Neil Alexander, author of The Vanishing of Margaret Small, on Thomas Hardy, Jeanette Winterson—and how 200 pages on whales was quite enough...



A book from your early days

The Winter Diary of a Country Rat by Peter Firmin, who created The Clangers, Ivor the Engine and Bagpuss. It’s about a young rat called Branwell who travels through the countryside to Canterbury. The book is full of gorgeous illustrations of Kent, where I now live. I moved here as a student in 1992 and part of me can’t help thinking this book was what planted that particular seed in my mind. 

Dog ears or book marks?

I’m not precious. When it comes to paperbacks, I’ll happily turn down the corners. I can’t bear a creased cover though.

A quote you can say by heart?

Revising for A-Level English Literature in the nineties involved rote-learning quotations, so I can still reel off large chunks of Wuthering Heights and Hamlet, but the one quotation that has always stuck with me is, ‘Done because we are too many,’ which is the note that Little Father Time leaves for his parents, Sue and Jude, in Thomas Hardy’s Jude the Obscure, after he hangs himself and his siblings.  
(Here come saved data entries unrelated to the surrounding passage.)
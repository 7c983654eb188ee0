use crate::{
    error::ParseError,
    interpreter::{
        lexer::{Lexer, ParseResult},
        token::TokenKind,
    },
};

/// Returns `true` when the next token is the given punctuation character,
/// without consuming it.
pub(in crate::interpreter::parser) fn is_punc(lexer: &mut Lexer<'_>, ch: char) -> ParseResult<bool> {
    Ok(lexer.peek()?.kind.is_punc(ch))
}

/// Returns `true` when the next token is the given keyword, without
/// consuming it.
pub(in crate::interpreter::parser) fn is_keyword(lexer: &mut Lexer<'_>,
                                                word: &str)
                                                -> ParseResult<bool> {
    Ok(lexer.peek()?.kind.is_keyword(word))
}

/// Consumes the next token, which must be the given punctuation character.
///
/// # Errors
/// `ParseError::ExpectedPunctuation` when it is anything else.
pub(in crate::interpreter::parser) fn expect_punc(lexer: &mut Lexer<'_>,
                                                  expected: char)
                                                  -> ParseResult<()> {
    let token = lexer.peek()?;
    if token.kind.is_punc(expected) {
        lexer.next()?;
        Ok(())
    } else {
        Err(ParseError::ExpectedPunctuation { expected,
                                              line: token.line, })
    }
}

/// Consumes the next token, which must be the given keyword.
///
/// # Errors
/// `ParseError::ExpectedKeyword` when it is anything else.
pub(in crate::interpreter::parser) fn expect_keyword(lexer: &mut Lexer<'_>,
                                                     expected: &str)
                                                     -> ParseResult<()> {
    let token = lexer.peek()?;
    if token.kind.is_keyword(expected) {
        lexer.next()?;
        Ok(())
    } else {
        Err(ParseError::ExpectedKeyword { expected: expected.to_string(),
                                          line:     token.line, })
    }
}

/// Parses a delimited, separator-joined list: `start item (sep item)* stop`,
/// with the final separator optional.
///
/// This utility is shared by blocks (`{`/`}`/`;`), call argument lists and
/// lambda parameter lists (`(`/`)`/`,`). An immediately encountered `stop`
/// produces an empty list; the list ends exactly when `stop` is seen, so a
/// trailing separator directly before `stop` is tolerated and anything else
/// is a punctuation error.
///
/// # Parameters
/// - `lexer`: Token stream positioned at `start`.
/// - `start`/`stop`: The bracketing punctuation pair.
/// - `separator`: The punctuation joining the items.
/// - `parse_item`: Function used to parse one element.
///
/// # Returns
/// The parsed items, in source order.
///
/// # Errors
/// Returns a `ParseError` if the brackets or separators are missing, or an
/// item fails to parse.
pub(in crate::interpreter::parser) fn parse_delimited<T>(
    lexer: &mut Lexer<'_>,
    start: char,
    stop: char,
    separator: char,
    mut parse_item: impl FnMut(&mut Lexer<'_>) -> ParseResult<T>)
    -> ParseResult<Vec<T>> {
    let mut items = Vec::new();
    let mut first = true;

    expect_punc(lexer, start)?;
    while !lexer.at_end()? {
        if is_punc(lexer, stop)? {
            break;
        }
        if first {
            first = false;
        } else {
            expect_punc(lexer, separator)?;
            // The last separator can be missing.
            if is_punc(lexer, stop)? {
                break;
            }
        }
        items.push(parse_item(lexer)?);
    }
    expect_punc(lexer, stop)?;

    Ok(items)
}

/// Parses a plain identifier and returns its name.
///
/// # Errors
/// `ParseError::ExpectedVariableName` when the next token is not an
/// identifier.
pub(in crate::interpreter::parser) fn parse_varname(lexer: &mut Lexer<'_>) -> ParseResult<String> {
    let token = lexer.next()?;
    match token.kind {
        TokenKind::Identifier(name) => Ok(name),
        other => Err(ParseError::ExpectedVariableName { found: other.to_string(),
                                                        line:  token.line, }),
    }
}
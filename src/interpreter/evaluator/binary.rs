use crate::{
    error::RuntimeError,
    interpreter::{evaluator::core::EvalResult, value::Value},
};

/// Applies a binary operator to two already-evaluated operands.
///
/// Arithmetic (`+ - * / %`) and the ordering comparisons require numeric
/// operands; `/` and `%` fail on a zero divisor. `==` and `!=` compare by
/// value equality over any types. `&&` and `||` select an operand, the
/// left when it decides the result, the right otherwise, but never skip
/// evaluation, since both sides reach here already evaluated.
///
/// # Parameters
/// - `op`: The operator symbol as lexed.
/// - `left`/`right`: The evaluated operands.
/// - `line`: Line number for error reporting.
///
/// # Errors
/// - `RuntimeError::ExpectedNumber` for non-numeric arithmetic operands.
/// - `RuntimeError::DivisionByZero` for `/` or `%` with a zero divisor.
/// - `RuntimeError::UnknownOperator` for a symbol outside the language.
pub fn apply_operator(op: &str, left: &Value, right: &Value, line: usize) -> EvalResult<Value> {
    match op {
        "+" => Ok(Value::Number(left.as_number(line)? + right.as_number(line)?)),
        "-" => Ok(Value::Number(left.as_number(line)? - right.as_number(line)?)),
        "*" => Ok(Value::Number(left.as_number(line)? * right.as_number(line)?)),
        "/" => Ok(Value::Number(left.as_number(line)? / nonzero(right, line)?)),
        "%" => Ok(Value::Number(left.as_number(line)? % nonzero(right, line)?)),

        "&&" => {
            if left.is_truthy() {
                Ok(right.clone())
            } else {
                Ok(Value::FALSE)
            }
        },
        "||" => {
            if left.is_truthy() {
                Ok(left.clone())
            } else {
                Ok(right.clone())
            }
        },

        "<" => Ok(Value::Bool(left.as_number(line)? < right.as_number(line)?)),
        ">" => Ok(Value::Bool(left.as_number(line)? > right.as_number(line)?)),
        "<=" => Ok(Value::Bool(left.as_number(line)? <= right.as_number(line)?)),
        ">=" => Ok(Value::Bool(left.as_number(line)? >= right.as_number(line)?)),

        "==" => Ok(Value::Bool(left == right)),
        "!=" => Ok(Value::Bool(left != right)),

        _ => Err(RuntimeError::UnknownOperator { operator: op.to_string(),
                                                 line }),
    }
}

/// Converts a divisor to `f64`, failing on zero.
fn nonzero(value: &Value, line: usize) -> EvalResult<f64> {
    let divisor = value.as_number(line)?;
    if divisor == 0.0 {
        return Err(RuntimeError::DivisionByZero { line });
    }
    Ok(divisor)
}
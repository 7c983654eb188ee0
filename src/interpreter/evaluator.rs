/// Core evaluation logic.
///
/// Contains the tree-walk dispatch over AST nodes, sequencing, conditionals,
/// assignment, closure creation and function application.
pub mod core;

/// Binary operator evaluation.
///
/// Implements arithmetic, comparisons, equality, and the (non-short-circuit)
/// logical operators over already-evaluated operands.
pub mod binary;

pub use self::core::{EvalResult, apply_function, evaluate};
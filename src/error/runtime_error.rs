#[derive(Debug)]
/// Represents all errors that can occur during evaluation.
pub enum RuntimeError {
    /// Tried to read an undefined variable, or to assign an undefined name
    /// outside the global frame.
    UnknownVariable {
        /// The name of the variable.
        name: String,
        /// The source line where the error occurred.
        line: usize,
    },
    /// The left side of an assignment was not a variable.
    InvalidAssignment {
        /// A description of the node found as the target.
        target: String,
        /// The source line where the error occurred.
        line:   usize,
    },
    /// A numeric value was expected, but not found.
    ExpectedNumber {
        /// A rendering of the offending value.
        found: String,
        /// The source line where the error occurred.
        line:  usize,
    },
    /// Attempted division or modulo by zero.
    DivisionByZero {
        /// The source line where the error occurred.
        line: usize,
    },
    /// Tried to call a value that is not a function.
    NotCallable {
        /// A rendering of the offending value.
        found: String,
        /// The source line where the error occurred.
        line:  usize,
    },
    /// A binary operator symbol the evaluator cannot apply.
    UnknownOperator {
        /// The operator symbol as lexed.
        operator: String,
        /// The source line where the error occurred.
        line:     usize,
    },
}

impl std::fmt::Display for RuntimeError {
    fn fmt(&self, f: &mut std::fmt::Formatter<'_>) -> std::fmt::Result {
        match self {
            Self::UnknownVariable { name, line } => {
                write!(f, "Error on line {line}: Undefined variable '{name}'.")
            },

            Self::InvalidAssignment { target, line } => {
                write!(f, "Error on line {line}: Cannot assign to {target}.")
            },

            Self::ExpectedNumber { found, line } => {
                write!(f, "Error on line {line}: Expected number but got {found}.")
            },

            Self::DivisionByZero { line } => write!(f, "Error on line {line}: Divide by zero."),

            Self::NotCallable { found, line } => {
                write!(f, "Error on line {line}: {found} is not a function.")
            },

            Self::UnknownOperator { operator, line } => {
                write!(f, "Error on line {line}: Can't apply operator '{operator}'.")
            },
        }
    }
}

impl std::error::Error for RuntimeError {}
I find it unbelievable now that a novel, which explored, amongst other things, Victorian child suicide, was on the A-Level syllabus, but what a book! I was obsessed with it. As a working class kid, I very much identified with Jude and the challenges he faces in his aspirations to go to university. I remember my English teacher hating Sue Bridehead. She thought she was nothing but a flirt. We had many heated classroom discussions about her. 

Do you lend without expecting a book returned?
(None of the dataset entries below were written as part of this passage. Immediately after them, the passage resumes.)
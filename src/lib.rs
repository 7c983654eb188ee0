//! # mu
//!
//! mu is a tiny dynamically-typed expression language interpreter written in
//! Rust. It lexes, parses, and tree-walks programs built from numbers,
//! strings, booleans, variables, conditionals, lambdas, calls, and binary
//! operators, with lexical scoping and closures.
//!
//! The pipeline is `SourceCursor → Lexer → Parser → AST → evaluate(AST,
//! Environment) → Value`. Embedders construct a global [`interpreter::environment::Environment`],
//! [`interpreter::environment::Environment::define`] host callables into it
//! (an output function, say), and hand the parsed program to
//! [`interpreter::evaluator::evaluate`]. The lexer's position-tagged token
//! stream is also usable on its own, e.g. by syntax highlighters.

#![warn(
    clippy::redundant_clone,
    clippy::needless_pass_by_value,
    clippy::similar_names,
    clippy::large_enum_variant,
    clippy::string_lit_as_bytes,
    clippy::match_same_arms,
    clippy::cargo,
    clippy::nursery,
    clippy::perf,
    clippy::style,
    clippy::suspicious,
    clippy::correctness,
    clippy::complexity,
    clippy::pedantic,
)]
#![allow(clippy::missing_errors_doc)]

use crate::{
    ast::Expr,
    error::ParseError,
    interpreter::{
        environment::Environment,
        evaluator::evaluate,
        lexer::Lexer,
        parser::parse_program,
        value::{NativeFunction, Value},
    },
};

/// Defines the structure of parsed code.
///
/// This module declares the `Expr` enum that represents the syntactic
/// structure of source code as an immutable tree. The AST is built by the
/// parser and traversed by the evaluator.
///
/// # Responsibilities
/// - Defines expression types for all language constructs.
/// - Attaches source lines to AST nodes for error reporting.
pub mod ast;
/// Provides unified error types for parsing and evaluation.
///
/// This module defines all errors that can be raised during lexing, parsing,
/// or evaluating code. It standardizes error reporting and carries detailed
/// information about failures, including source locations.
///
/// # Responsibilities
/// - Defines error enums for all failure modes (lexer, parser, evaluator).
/// - Attaches line numbers and detailed messages for context.
/// - Supports integration with standard error handling traits.
pub mod error;
/// Orchestrates the entire process of code execution.
///
/// This module ties together the cursor, lexer, parser, environment, value
/// types, and evaluator to provide a complete runtime for source code
/// evaluation.
///
/// # Responsibilities
/// - Coordinates all core components: lexer, parser, and evaluator.
/// - Provides entry points for parsing and evaluating user code.
/// - Manages the flow of data and errors between phases.
pub mod interpreter;

/// Parses a source string into its AST.
///
/// The result is always a `Sequence` node covering the whole program.
///
/// # Errors
/// Returns a located `ParseError` on the first lexical or syntax error.
///
/// # Examples
/// ```
/// use mu_lang::parse;
///
/// assert!(parse("fib = lambda (n) if n < 2 then n else fib(n - 1) + fib(n - 2);").is_ok());
/// assert!(parse("if then").is_err());
/// ```
pub fn parse(source: &str) -> Result<Expr, ParseError> {
    let mut lexer = Lexer::new(source);
    parse_program(&mut lexer)
}

/// Defines the default host bindings into an environment.
///
/// Currently that is `println`, which prints each argument on its own line
/// and returns `false`.
pub fn install_builtins(env: &Environment) {
    env.define("println",
               Value::Native(NativeFunction::new("println", |args| {
                                 for arg in args {
                                     println!("{arg}");
                                 }
                                 Ok(Value::FALSE)
                             })));
}

/// Parses and executes a whole program in a fresh global environment.
///
/// This is the embedding shortcut used by the CLI: it builds a global
/// environment, installs the default host bindings, and evaluates the
/// program. With `pipe_mode` set, the program's final value is printed to
/// standard output after execution.
///
/// # Errors
/// Returns an error if parsing or evaluation fails.
///
/// # Examples
/// ```
/// use mu_lang::get_result;
///
/// let res = get_result("x = 1; x + 2;", false);
/// assert!(res.is_ok());
///
/// // 'y' is never defined anywhere in the chain.
/// let res = get_result("y + 1;", false);
/// assert!(res.is_err());
/// ```
pub fn get_result(source: &str, pipe_mode: bool) -> Result<(), Box<dyn std::error::Error>> {
    let program = parse(source)?;

    let globals = Environment::global();
    install_builtins(&globals);

    let value = evaluate(&program, &globals)?;
    if pipe_mode {
        println!("{value}");
    }

    Ok(())
}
I’d love to say that I’m a lender, but the ugly truth is I covet and hoard books. I keep track of my loans like a begrudging librarian.  

Best book someone gave you?

I’m going to say Mabel Cooper’s life story, which is part of a larger non-fiction work called Forgotten Lives: Exploring the History of Learning Disability, edited by Dorothy Atkinson, Mark Jackson and Jan Walmsley.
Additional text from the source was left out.